**TASK**
Give again, word for word, every line below from the one that has "use serde::Deserialize;" through the one that has "trip, in milliseconds.", both included, and no others.

**Data items**
++++++++++++++++++++

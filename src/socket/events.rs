//! Module `events`
//!
//! Events emitted by `BufferedSocket` and drained by its owner once per
//! processing pass.

use crate::error::SocketError;

/// Notification emitted by a `BufferedSocket`.
///
/// Each kind is delivered at most once per processing pass, so a consumer
/// polling the socket sees no reentrant event storms.
#[derive(Debug)]
pub enum SocketEvent {
    /// DNS resolution produced at least one candidate address.
    HostFound,
    /// A connection attempt succeeded.
    Connected,
    /// New bytes were appended to the read buffer this pass.
    ReadyRead,
    /// Bytes accepted by the OS from the write buffer this pass.
    BytesWritten(usize),
    /// The peer closed the connection cleanly.
    ConnectionClosed,
    /// A deferred or immediate close finished; the socket is idle again.
    Closed,
    Error(SocketError),
}
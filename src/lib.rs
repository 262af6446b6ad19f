pub mod client;
pub mod config;
pub mod error;
pub mod protocol;
pub mod socket;

pub use client::{ClientEvent, ClientState, FtpClient, OperationId, OperationKind, OperationState};
pub use config::ClientConfig;
pub use error::{FtpError, SocketError};
pub use protocol::{EntryKind, FileEntry, Reply};
pub use socket::{BufferedSocket, SocketEvent, SocketState};
//! Error types
//!
//! Defines domain-specific error types for the socket and client modules.

use std::fmt;
use std::io;

use crate::protocol::Reply;

/// Socket-level errors surfaced as events by `BufferedSocket`.
///
/// DNS failure and connect failure are reported as distinct conditions;
/// read errors after the peer has gone away are distinguished from a clean
/// peer-initiated close (which is not an error at all).
#[derive(Debug)]
pub enum SocketError {
    HostNotFound(String),
    ConnectionRefused(String),
    Read(io::Error),
    Write(io::Error),
    NotConnected,
}

impl fmt::Display for SocketError {
    fn fmt(&self, f: &mut fmt::Formatter<'_>) -> fmt::Result {
        match self {
            SocketError::HostNotFound(host) => write!(f, "Host not found: {}", host),
            SocketError::ConnectionRefused(host) => write!(f, "Connection refused: {}", host),
            SocketError::Read(e) => write!(f, "Socket read error: {}", e),
            SocketError::Write(e) => write!(f, "Socket write error: {}", e),
            SocketError::NotConnected => write!(f, "Socket is not connected"),
        }
    }
}

impl std::error::Error for SocketError {}

/// FTP client errors.
///
/// Protocol-level variants carry the human-readable detail string extracted
/// from the server's reply text.
#[derive(Debug, Clone, PartialEq, Eq)]
pub enum FtpError {
    HostNotFound(String),
    ConnectionRefused(String),
    /// Control connection dropped while an operation was in flight.
    ConnectionClosed,
    SocketRead(String),
    LoginIncorrect(String),
    FileNotFound(String),
    PermissionDenied(String),
    UnsupportedOperation(String),
    OperationFailed { code: u16, detail: String },
    ProtocolError(String),
    NotConnected,
}

impl FtpError {
    /// Maps a 4xx/5xx control reply to a typed error.
    pub fn from_reply(reply: &Reply) -> FtpError {
        match reply.code {
            530 => FtpError::LoginIncorrect(reply.text.clone()),
            550 => FtpError::FileNotFound(reply.text.clone()),
            553 => FtpError::PermissionDenied(reply.text.clone()),
            500 | 502 => FtpError::UnsupportedOperation(reply.text.clone()),
            _ => FtpError::OperationFailed {
                code: reply.code,
                detail: reply.text.clone(),
            },
        }
    }

    /// Fatal errors abort the remaining operation queue; everything queued
    /// behind the failing operation fails with the same error.
    pub fn is_fatal(&self) -> bool {
        matches!(
            self,
            FtpError::LoginIncorrect(_)
                | FtpError::HostNotFound(_)
                | FtpError::ConnectionRefused(_)
                | FtpError::ConnectionClosed
                | FtpError::SocketRead(_)
        )
    }
}

impl fmt::Display for FtpError {
    fn fmt(&self, f: &mut fmt::Formatter<'_>) -> fmt::Result {
        match self {
            FtpError::HostNotFound(host) => write!(f, "Host not found: {}", host),
            FtpError::ConnectionRefused(host) => write!(f, "Connection refused: {}", host),
            FtpError::ConnectionClosed => write!(f, "Connection closed by server"),
            FtpError::SocketRead(e) => write!(f, "Socket error: {}", e),
            FtpError::LoginIncorrect(detail) => write!(f, "Login incorrect: {}", detail),
            FtpError::FileNotFound(detail) => write!(f, "File not found: {}", detail),
            FtpError::PermissionDenied(detail) => write!(f, "Permission denied: {}", detail),
            FtpError::UnsupportedOperation(detail) => {
                write!(f, "Unsupported operation: {}", detail)
            }
            FtpError::OperationFailed { code, detail } => {
                write!(f, "Operation failed ({}): {}", code, detail)
            }
            FtpError::ProtocolError(detail) => write!(f, "Protocol error: {}", detail),
            FtpError::NotConnected => write!(f, "Not connected to a server"),
        }
    }
}

impl std::error::Error for FtpError {}

impl From<&SocketError> for FtpError {
    fn from(error: &SocketError) -> Self {
        match error {
            SocketError::HostNotFound(host) => FtpError::HostNotFound(host.clone()),
            SocketError::ConnectionRefused(host) => FtpError::ConnectionRefused(host.clone()),
            SocketError::Read(e) => FtpError::SocketRead(e.to_string()),
            SocketError::Write(e) => FtpError::SocketRead(format!("write failed: {}", e)),
            SocketError::NotConnected => FtpError::NotConnected,
        }
    }
}
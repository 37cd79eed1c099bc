//! JSON-over-HTTP dispatch for the call handling store.
//!
//! Exposes an axum [`Router`] backed by any [`Store`]. Every handler builds a
//! fresh deadline-bounded [`Context`], calls exactly the record service it
//! needs, and maps the outcome onto a status code. Transport concerns (TLS,
//! auth, tracing layers) are the caller's responsibility.
//!
//! # Mounting
//!
//! ```rust,ignore
//! .merge(callhandling_api::api_router(store.clone(), ApiConfig::default()))
//! ```

pub mod callhandlings;
pub mod calls;
pub mod error;
pub mod events;
pub mod ping;
pub mod wire;

use std::{sync::Arc, time::Duration};

use axum::{
  Router,
  routing::{get, post, put},
};
use callhandling_core::{
  context::Context,
  store::{Store, StoreContext},
};

pub use error::ApiError;

// ─── Configuration ───────────────────────────────────────────────────────────

#[derive(Debug, Clone, Copy)]
pub struct ApiConfig {
  /// Deadline attached to every record operation.
  pub request_timeout: Duration,
  /// Deadline for the liveness round trip.
  pub ping_timeout:    Duration,
}

impl Default for ApiConfig {
  fn default() -> Self {
    Self {
      request_timeout: Duration::from_secs(1),
      ping_timeout:    Duration::from_secs(1),
    }
  }
}

// ─── Application state ───────────────────────────────────────────────────────

/// Shared state threaded through all handlers.
pub struct ApiState<S> {
  pub store:  Arc<S>,
  pub config: ApiConfig,
}

impl<S> Clone for ApiState<S> {
  fn clone(&self) -> Self {
    Self { store: self.store.clone(), config: self.config }
  }
}

impl<S: Store> ApiState<S> {
  /// A fresh request context bounded by the configured request timeout.
  pub fn context(&self) -> StoreContext<'static, S> {
    Context::with_timeout(self.config.request_timeout)
  }
}

// ─── Router ──────────────────────────────────────────────────────────────────

/// Build a fully-materialised API router for `store`.
pub fn api_router<S>(store: Arc<S>, config: ApiConfig) -> Router<()>
where
  S: Store + 'static,
{
  Router::new()
    .route("/ping", get(ping::handler::<S>))
    // Calls
    .route("/calls", post(calls::create::<S>))
    .route(
      "/calls/{call_id}",
      get(calls::get_one::<S>)
        .put(calls::update::<S>)
        .delete(calls::delete::<S>),
    )
    .route("/calls/{call_id}/status", put(calls::update_status::<S>))
    .route("/calls/{call_id}/events", get(events::list::<S>))
    .route("/calls/{call_id}/events/latest", get(events::latest::<S>))
    // Events
    .route("/events/dial", post(events::dial::<S>))
    .route("/events/ring", post(events::ring::<S>))
    .route("/events/connect", post(events::connect::<S>))
    .route("/events/disconnect", post(events::disconnect::<S>))
    .route("/events/join", post(events::join::<S>))
    .route("/events/exit", post(events::exit::<S>))
    .route("/events/disposition", post(events::disposition::<S>))
    .route("/events/enqueue", post(events::enqueue::<S>))
    .route("/events/voicemail", post(events::voicemail::<S>))
    // Callhandlings
    .route("/callhandlings", post(callhandlings::create::<S>))
    .route(
      "/callhandlings/{id}",
      get(callhandlings::get_one::<S>)
        .put(callhandlings::update::<S>)
        .delete(callhandlings::delete::<S>),
    )
    .with_state(ApiState { store, config })
}

#[cfg(test)]
mod tests;
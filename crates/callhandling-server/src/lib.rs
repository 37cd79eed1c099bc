//! HTTP server assembly for the call handling store.
//!
//! Holds the runtime configuration and wires the API router, the SQLite
//! store, and the tracing layer together. The binary in `main.rs` only
//! parses arguments, loads configuration, and serves.

use std::{
  path::{Path, PathBuf},
  sync::Arc,
  time::Duration,
};

use axum::Router;
use callhandling_api::{ApiConfig, api_router};
use callhandling_core::store::Store;
use serde::Deserialize;
use tower_http::trace::TraceLayer;

// ─── Configuration ────────────────────────────────────────────────────────────

/// Runtime server configuration, deserialised from `config.toml` and
/// `CALLHANDLING_*` environment variables.
#[derive(Debug, Deserialize, Clone, PartialEq, Eq)]
#[serde(default)]
pub struct ServerConfig {
  pub host:               String,
  pub port:               u16,
  pub store_path:         PathBuf,
  /// Deadline for every record operation, in milliseconds.
  pub request_timeout_ms: u64,
  /// Deadline for the liveness round trip, in milliseconds.
  pub ping_timeout_ms:    u64,
}

impl Default for ServerConfig {
  fn default() -> Self {
    Self {
      host:               "127.0.0.1".to_string(),
      port:               8080,
      store_path:         PathBuf::from("callhandling.db"),
      request_timeout_ms: 1000,
      ping_timeout_ms:    1000,
    }
  }
}

impl ServerConfig {
  pub fn address(&self) -> String { format!("{}:{}", self.host, self.port) }

  pub fn api_config(&self) -> ApiConfig {
    ApiConfig {
      request_timeout: Duration::from_millis(self.request_timeout_ms),
      ping_timeout:    Duration::from_millis(self.ping_timeout_ms),
    }
  }
}

/// Expand a leading `~` to the user's home directory.
pub fn expand_tilde(path: &Path) -> PathBuf {
  let s = path.to_string_lossy();
  if let Some(rest) = s.strip_prefix("~/")
    && let Ok(home) = std::env::var("HOME")
  {
    return PathBuf::from(home).join(rest);
  }
  path.to_path_buf()
}

// ─── Application ──────────────────────────────────────────────────────────────

/// Build the full application: the API routes behind a request trace layer.
pub fn app<S>(store: Arc<S>, config: &ServerConfig) -> Router
where
  S: Store + 'static,
{
  api_router(store, config.api_config()).layer(TraceLayer::new_for_http())
}

/// Resolve once Ctrl-C is received.
pub async fn shutdown_signal() {
  match tokio::signal::ctrl_c().await {
    Ok(()) => tracing::info!("received Ctrl-C, shutting down"),
    Err(e) => {
      tracing::error!(error = %e, "failed to listen for Ctrl-C");
      std::future::pending::<()>().await;
    }
  }
}

#[cfg(test)]
mod tests {
  use axum::{
    body::Body,
    http::{Request, StatusCode},
  };
  use callhandling_store_sqlite::SqliteStore;
  use config::{Config, File, FileFormat};
  use tower::ServiceExt as _;

  use super::*;

  fn load(toml: &str) -> ServerConfig {
    Config::builder()
      .add_source(File::from_str(toml, FileFormat::Toml))
      .build()
      .unwrap()
      .try_deserialize()
      .unwrap()
  }

  #[test]
  fn empty_config_uses_defaults() {
    let cfg = load("");
    assert_eq!(cfg, ServerConfig::default());
    assert_eq!(cfg.api_config().request_timeout, Duration::from_secs(1));
    assert_eq!(cfg.api_config().ping_timeout, Duration::from_secs(1));
  }

  #[test]
  fn file_values_override_defaults() {
    let cfg = load(
      r#"
        host = "0.0.0.0"
        port = 9000
        store_path = "/var/lib/callhandling/store.db"
        request_timeout_ms = 250
      "#,
    );
    assert_eq!(cfg.address(), "0.0.0.0:9000");
    assert_eq!(cfg.store_path, PathBuf::from("/var/lib/callhandling/store.db"));
    assert_eq!(cfg.api_config().request_timeout, Duration::from_millis(250));
    assert_eq!(cfg.ping_timeout_ms, 1000);
  }

  #[test]
  fn tilde_expands_to_home() {
    let Ok(home) = std::env::var("HOME") else { return };
    assert_eq!(
      expand_tilde(Path::new("~/calls.db")),
      PathBuf::from(home).join("calls.db")
    );
    assert_eq!(
      expand_tilde(Path::new("/tmp/calls.db")),
      PathBuf::from("/tmp/calls.db")
    );
  }

  #[tokio::test]
  async fn app_serves_ping() {
    let store = Arc::new(SqliteStore::open_in_memory().await.unwrap());
    let req = Request::builder()
      .uri("/ping?data=x")
      .body(Body::empty())
      .unwrap();
    let resp = app(store, &ServerConfig::default()).oneshot(req).await.unwrap();
    assert_eq!(resp.status(), StatusCode::OK);

    let bytes = axum::body::to_bytes(resp.into_body(), usize::MAX).await.unwrap();
    let body: serde_json::Value = serde_json::from_slice(&bytes).unwrap();
    assert_eq!(body["data"], "Data: x; Database: up");
  }
}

++++++++++++++++++++

**ANSWER**
use serde::Deserialize;
use tower_http::trace::TraceLayer;

// ─── Configuration ────────────────────────────────────────────────────────────

/// Runtime server configuration, deserialised from `config.toml` and
/// `CALLHANDLING_*` environment variables.
#[derive(Debug, Deserialize, Clone, PartialEq, Eq)]
#[serde(default)]
pub struct ServerConfig {
  pub host:               String,
  pub port:               u16,
  pub store_path:         PathBuf,
  /// Deadline for every record operation, in milliseconds.
  pub request_timeout_ms: u64,
  /// Deadline for the liveness round trip, in milliseconds.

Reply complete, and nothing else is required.